The authors declare no conflict of interest.

Figures

Figure 1
Figure 1
UpSet plot vs. Venn diagrams. (A) Intersection of the three gene lists (100 genes each) shown in a Venn diagram. (B) The UpSet plot Intersection option visualizes the total number of common elements among the selected sets, even though they may also participate in other sets. For example, lists 2 and 3 contain 29 common genes (green rectangle), with 25 being shared only between them, and 4 also shared with List 1, as it can be seen in (A). (C) The distinct intersections option visualizes the common number of genes, among the chosen sets, which do not exist in any other set. This option is the closest to a Venn diagram. For example, lists 2 and 3 share 25 distinct genes (red rectangle). (D) The union option appends the unique elements among the chosen sets and creates all possible combinations. For example, the combination of lists 2 and 3 results in 171 total unique genes (blue rectangle). (E) A ‘distinct intersections’ UpSet plot example with 7 lists, which cannot be visualized as a Venn diagram.
Figure 2
Figure 2
FLAME’s interactive visualization options. (A) g:Profiler’s result overview in a Manhattan plot. (B) A barchart, incorporating the top 17 results after combining different sources such as GO Biological Process, GO Cellular Component, GO Molecular Function, phenotypes, protein complexes, pathways, and miRNAs. (C) A hierarchically clustered heatmap with pairwise similarities between reactome terms. The color intensity reflects the common genes between each pair. (D) A heatmap showing genes (x-axis) associated with Disease Ontology terms (y-axis). (E) A scatter plot of enriched GO Molecular Function terms.
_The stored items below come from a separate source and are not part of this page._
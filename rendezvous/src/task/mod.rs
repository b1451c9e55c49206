//! Thread management module

use std::io;
use std::sync::atomic::{AtomicUsize, Ordering};
use std::thread;

use log::debug;
use thiserror::Error;

/// The OS refused to create the backing thread. Fatal for callers that need
/// the peer to exist for the rendezvous to ever complete.
#[derive(Debug, Error)]
#[error("failed to spawn thread: {0}")]
pub struct SpawnError(#[from] io::Error);

/// The spawned thread panicked before producing its result.
#[derive(Debug, Clone, Copy, PartialEq, Eq, Error)]
#[error("spawned thread panicked")]
pub struct JoinError;

pub struct JoinHandle<R> {
    inner: thread::JoinHandle<R>,
}

impl<R> JoinHandle<R> {
    pub fn is_finished(&self) -> bool {
        self.inner.is_finished()
    }

    pub fn join(self) -> Result<R, JoinError> {
        self.inner.join().map_err(|_| JoinError)
    }
}

static NEXT_ID: AtomicUsize = AtomicUsize::new(0);

/// Spawn a named worker thread.
pub fn spawn<F, R>(f: F) -> Result<JoinHandle<R>, SpawnError>
where
    F: FnOnce() -> R + Send + 'static,
    R: Send + 'static,
{
    let id = NEXT_ID.fetch_add(1, Ordering::Relaxed);
    let name = format!("rendezvous-worker-{id}");
    debug!("spawning {name}");
    let inner = thread::Builder::new().name(name).spawn(f)?;
    Ok(JoinHandle { inner })
}

#[cfg(test)]
mod tests {
    use super::*;

    #[test]
    fn join_returns_the_thread_result() {
        let handle = spawn(|| 2 + 2).unwrap();
        assert_eq!(handle.join().unwrap(), 4);
    }

    #[test]
    fn join_reports_a_panicked_thread() {
        let handle = spawn(|| panic!("boom")).unwrap();
        assert_eq!(handle.join().unwrap_err(), JoinError);
    }

    #[test]
    fn is_finished_becomes_true_after_completion() {
        let handle = spawn(|| ()).unwrap();
        while !handle.is_finished() {
            std::thread::yield_now();
        }
        handle.join().unwrap();
    }
}
// ============================================================================
// Engine Module
// Normalisation and scaling of periods
// ============================================================================
//
// Both operations are inherent methods on `Period`:
// - Period::normalise(precise): carries between fields
// - Period::scale(factor): multiplies by a real factor, then normalises

mod normalise;
mod scale;
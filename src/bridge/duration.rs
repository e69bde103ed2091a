// ============================================================================
// Duration Bridge
// Conversions between periods and elapsed-time durations
// ============================================================================

use crate::domain::Period;
use crate::numeric::wide::{Sign, WidePeriod};
use crate::numeric::{
    PeriodResult, DAYS_PER_MONTH_E4, DAYS_PER_MONTH_E6, DAYS_PER_YEAR_E4, ONE_E4, ONE_E6, ONE_E7,
    UNIT_LIMIT,
};
use chrono::TimeDelta;

impl Period {
    /// Convert a duration to a period, and report whether the conversion is precise.
    ///
    /// Durations under 3277 hours become hours, minutes and seconds, exactly.
    /// Longer durations assume 24-hour days: under 3277 days they become days,
    /// hours, minutes and seconds; beyond that they become years, months, days
    /// and hours using 365.2425 days per year and 30.4369 days per month.
    /// Only the first case is precise. Sub-second parts are truncated to tenths.
    ///
    /// # Errors
    /// Returns `Overflow` for durations beyond about 3276 years.
    pub fn from_duration(duration: TimeDelta) -> PeriodResult<(Period, bool)> {
        let sign = Sign::of(duration < TimeDelta::zero());
        let d = duration.abs();

        let secs = d.num_seconds().unsigned_abs();
        let tenth = u64::from(d.subsec_nanos().unsigned_abs() / 100_000_000);

        let total_hours = secs / 3600;
        let minutes = secs % 3600 / 60;
        let seconds = (secs % 60) * 10 + tenth;

        // 16-bit fields run out near the 4.5 month mark
        if total_hours < UNIT_LIMIT as u64 {
            let p = WidePeriod::new(sign, [0, 0, 0, total_hours * 10, minutes * 10, seconds])
                .into_period()?;
            return Ok((p, true));
        }

        // ignoring daylight saving
        let total_days = total_hours / 24;
        let hours = total_hours % 24;

        if total_days < UNIT_LIMIT as u64 {
            let tenths = [0, 0, total_days * 10, hours * 10, minutes * 10, seconds];
            let p = WidePeriod::new(sign, tenths).into_period()?;
            tracing::debug!(%p, "duration approximated with 24-hour days");
            return Ok((p, false));
        }

        let total_days = total_days as i64;
        let years = (ONE_E4 * total_days) / DAYS_PER_YEAR_E4;
        let months = ((ONE_E4 * total_days) / DAYS_PER_MONTH_E4 - 12 * years).max(0);
        let days = (total_days * ONE_E4 - DAYS_PER_MONTH_E4 * months - DAYS_PER_YEAR_E4 * years)
            / ONE_E4;

        let p = WidePeriod::new(
            sign,
            [
                years as u64 * 10,
                months as u64 * 10,
                days.max(0) as u64 * 10,
                hours * 10,
                0,
                0,
            ],
        )
        .into_period()?;
        tracing::debug!(%p, "duration approximated with Gregorian year and month lengths");
        Ok((p, false))
    }

    /// Convert the period to a duration, and report whether the conversion is precise.
    ///
    /// Hours, minutes and seconds convert exactly. Years, months and days
    /// depend on the calendar and time zone, so they are estimated with a
    /// 365.2425-day year, a month of one twelfth of that and 24-hour days;
    /// any of them being present makes the result imprecise.
    pub fn to_duration(&self) -> (TimeDelta, bool) {
        // one day is 86400 * 10^6 microseconds
        let calendar_micros = total_days_approx_e7(self) * 8640;
        let clock_micros = total_seconds_e3(self) * 1000;
        (
            TimeDelta::microseconds(calendar_micros + clock_micros),
            calendar_micros == 0,
        )
    }

    /// The estimated duration of the period; see [`Period::to_duration`].
    #[inline]
    pub fn duration_approx(&self) -> TimeDelta {
        self.to_duration().0
    }

    /// Approximate total number of whole days, including whole multiples of
    /// 24 hours. Years and months use the Gregorian averages.
    ///
    /// # Errors
    /// Propagates an `Overflow` from imprecise normalisation.
    pub fn total_days_approx(&self) -> PeriodResult<i64> {
        let pn = self.normalise(false)?;
        let [.., hours, _, _] = pn.tenths();
        let hours_e7 = (i64::from(hours) * ONE_E6) / 24;
        Ok((total_days_approx_e7(&pn) + hours_e7) / ONE_E7)
    }

    /// Approximate total number of whole months. Days, and whole multiples
    /// of 24 hours, count as a twelfth of a 365.2425-day year each 30.436875 days.
    ///
    /// # Errors
    /// Propagates an `Overflow` from imprecise normalisation.
    pub fn total_months_approx(&self) -> PeriodResult<i64> {
        let pn = self.normalise(false)?;
        let [years, months, days, hours, _, _] = pn.tenths().map(i64::from);
        let months_e1 = years * 12 + months;
        let hours_as_days_e1 = hours / 24;
        let days_as_months_e1 = ((days + hours_as_days_e1) * ONE_E6) / DAYS_PER_MONTH_E6;
        Ok((months_e1 + days_as_months_e1) / 10)
    }
}

/// Clock fields in milliseconds.
pub(crate) fn total_seconds_e3(period: &Period) -> i64 {
    let [.., hours, minutes, seconds] = period.tenths().map(i64::from);
    hours * 360_000 + minutes * 6_000 + seconds * 100
}

/// Calendar fields in days, scaled by 10^7.
fn total_days_approx_e7(period: &Period) -> i64 {
    let [years, months, days, ..] = period.tenths().map(i64::from);
    years * (DAYS_PER_YEAR_E4 * 100) + months * DAYS_PER_MONTH_E6 + days * ONE_E6
}
// ============================================================================
// Timestamp Bridge
// Periods from the difference of two timestamps, and periods added to timestamps
// ============================================================================

use super::duration::total_seconds_e3;
use crate::domain::Period;
use crate::numeric::wide::{Sign, WidePeriod};
use crate::numeric::{PeriodError, PeriodResult, UNIT_LIMIT};
use chrono::{DateTime, Datelike, Days, Months, NaiveDate, TimeDelta, TimeZone, Timelike};

impl Period {
    /// The period between two timestamps; negative when `t2` is before `t1`.
    ///
    /// `t2` is first moved into `t1`'s time zone. Up to 3276 days apart the
    /// result holds days (whole multiples of 24 elapsed hours) plus the
    /// difference of the clock readings. Further apart it holds true calendar
    /// years, months and days instead, so it stays exact either way.
    ///
    /// The period keeps no knowledge of the calendar, so later arithmetic is
    /// only precise when it concerns either the date part or the clock part.
    ///
    /// # Errors
    /// Returns `Overflow` for timestamps more than about 3276 years apart.
    pub fn between<Tz: TimeZone, Tz2: TimeZone>(
        t1: &DateTime<Tz>,
        t2: &DateTime<Tz2>,
    ) -> PeriodResult<Period> {
        let t2 = t2.with_timezone(&t1.timezone());
        let (start, end, sign) = if t2 < *t1 {
            (t2, t1.clone(), Sign::Negative)
        } else {
            (t1.clone(), t2, Sign::Positive)
        };

        let diff = Difference::between(&start, &end)?;
        WidePeriod::new(sign, diff.tenths()).into_period()
    }

    /// Add the period to a timestamp, and report whether the result is precise.
    ///
    /// Clock fields are always added exactly. When years, months and days are
    /// whole numbers they are added with calendar arithmetic (a month after
    /// 31 January is the last day of February) and the result is precise.
    /// Fractional calendar fields fall back to [`Period::to_duration`].
    ///
    /// # Errors
    /// Returns `OutOfRange` if the result is not a representable local time.
    pub fn add_to<Tz: TimeZone>(&self, t: DateTime<Tz>) -> PeriodResult<(DateTime<Tz>, bool)> {
        let [years, months, days, ..] = self.tenths();

        if years % 10 == 0 && months % 10 == 0 && days % 10 == 0 {
            let total_months = i32::from(years / 10) * 12 + i32::from(months / 10);
            let clock = TimeDelta::milliseconds(total_seconds_e3(self));
            let shifted = shift_months(t, total_months)
                .and_then(|t| shift_days(t, i32::from(days / 10)))
                .and_then(|t| t.checked_add_signed(clock))
                .ok_or(PeriodError::OutOfRange)?;
            return Ok((shifted, true));
        }

        let (duration, precise) = self.to_duration();
        tracing::debug!(
            period = %self,
            "fractional calendar fields added as an approximate duration"
        );
        t.checked_add_signed(duration)
            .map(|t| (t, precise))
            .ok_or(PeriodError::OutOfRange)
    }
}

fn shift_months<Tz: TimeZone>(t: DateTime<Tz>, months: i32) -> Option<DateTime<Tz>> {
    if months >= 0 {
        t.checked_add_months(Months::new(months.unsigned_abs()))
    } else {
        t.checked_sub_months(Months::new(months.unsigned_abs()))
    }
}

fn shift_days<Tz: TimeZone>(t: DateTime<Tz>, days: i32) -> Option<DateTime<Tz>> {
    if days >= 0 {
        t.checked_add_days(Days::new(u64::from(days.unsigned_abs())))
    } else {
        t.checked_sub_days(Days::new(u64::from(days.unsigned_abs())))
    }
}

/// Non-negative field-wise difference between two ordered timestamps.
#[derive(Debug, Default, PartialEq, Eq)]
struct Difference {
    years: u64,
    months: u64,
    days: u64,
    hours: u64,
    minutes: u64,
    seconds: u64,
    tenths: u64,
}

impl Difference {
    fn between<Tz: TimeZone>(start: &DateTime<Tz>, end: &DateTime<Tz>) -> PeriodResult<Self> {
        // leap seconds count as the last nanosecond of their minute
        let nano = |t: &DateTime<Tz>| i64::from(t.nanosecond().min(999_999_999));

        let mut nanos = nano(end) - nano(start);
        let mut seconds = i64::from(end.second()) - i64::from(start.second());
        let mut minutes = i64::from(end.minute()) - i64::from(start.minute());
        let mut hours = i64::from(end.hour()) - i64::from(start.hour());

        if nanos < 0 {
            nanos += 1_000_000_000;
            seconds -= 1;
        }
        if seconds < 0 {
            seconds += 60;
            minutes -= 1;
        }
        if minutes < 0 {
            minutes += 60;
            hours -= 1;
        }
        let day_borrowed = hours < 0;
        if day_borrowed {
            hours += 24;
        }

        let mut diff = Difference {
            hours: hours as u64,
            minutes: minutes as u64,
            seconds: seconds as u64,
            tenths: (nanos / 100_000_000) as u64,
            ..Difference::default()
        };

        let days = end.clone().signed_duration_since(start).num_days();
        if days < UNIT_LIMIT {
            diff.days = days as u64;
            return Ok(diff);
        }

        // too many days for 16 bits: use calendar years, months and days
        let start_date = start.date_naive();
        let mut end_date = end.date_naive();
        if day_borrowed {
            end_date = end_date.pred_opt().ok_or(PeriodError::OutOfRange)?;
        }

        let (months, anchor) = whole_months_between(start_date, end_date)?;
        diff.years = months / 12;
        diff.months = months % 12;
        diff.days = (end_date - anchor).num_days() as u64;
        Ok(diff)
    }

    fn tenths(&self) -> [u64; 6] {
        [
            self.years * 10,
            self.months * 10,
            self.days * 10,
            self.hours * 10,
            self.minutes * 10,
            self.seconds * 10 + self.tenths,
        ]
    }
}

/// Largest number of whole months from `start` not passing `end`, and the
/// date that many months after `start`.
fn whole_months_between(start: NaiveDate, end: NaiveDate) -> PeriodResult<(u64, NaiveDate)> {
    let span = (i64::from(end.year()) - i64::from(start.year())) * 12 + i64::from(end.month())
        - i64::from(start.month());
    let add = |months: i64| {
        u32::try_from(months)
            .ok()
            .and_then(|m| start.checked_add_months(Months::new(m)))
            .ok_or(PeriodError::OutOfRange)
    };

    let anchor = add(span)?;
    if anchor <= end {
        return Ok((span as u64, anchor));
    }
    let anchor = add(span - 1)?;
    Ok(((span - 1) as u64, anchor))
}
The x-axis represents the enrichment score, while the y-axis the statistical significance. (F) An unweighted network consisting of GO Molecular Function functional terms and their related genes. (G) A weighted network of pairwise UniProt keywords returned by aGOtool. Edge weights are proportional to the number of common genes between each pair. (H) A gene–gene network based on common GOs, where an edge width is proportional to the number of common biological processes (BP) between two genes. (I) An interactive table with enrichment analysis results reported in different tabs (source of the active tab shown: Gene Ontology Cellular Component).
Figure 3
Figure 3
(A) UpSet plot of distinct intersections of transcripts up-regulated at the ‘early’ (i.e., 2 DSS cycles) and ‘late’ (i.e., 4 DSS cycles) stages of AOM/DSS-induced carcinogenesis in the disease-resistant proximal and disease-sensitive distal part of the colon. The ‘susceptibility-associated gene signature’ (SAS), comprising 165 transcripts, was used for gene ontology and pathway enrichment. (B) KEGG and Reactome pathway enrichment of SAS transcripts. (C) Analysis of putative protein–protein interactions through the STRING option of FLAME. A cluster of interacting components of interferon beta (IFNβ) response and of T cell-associated immunity, including Th1/Th2 differentiation, Th17 differentiation, and cytokine–cytokine receptor interaction, each represented by a different color, is shown.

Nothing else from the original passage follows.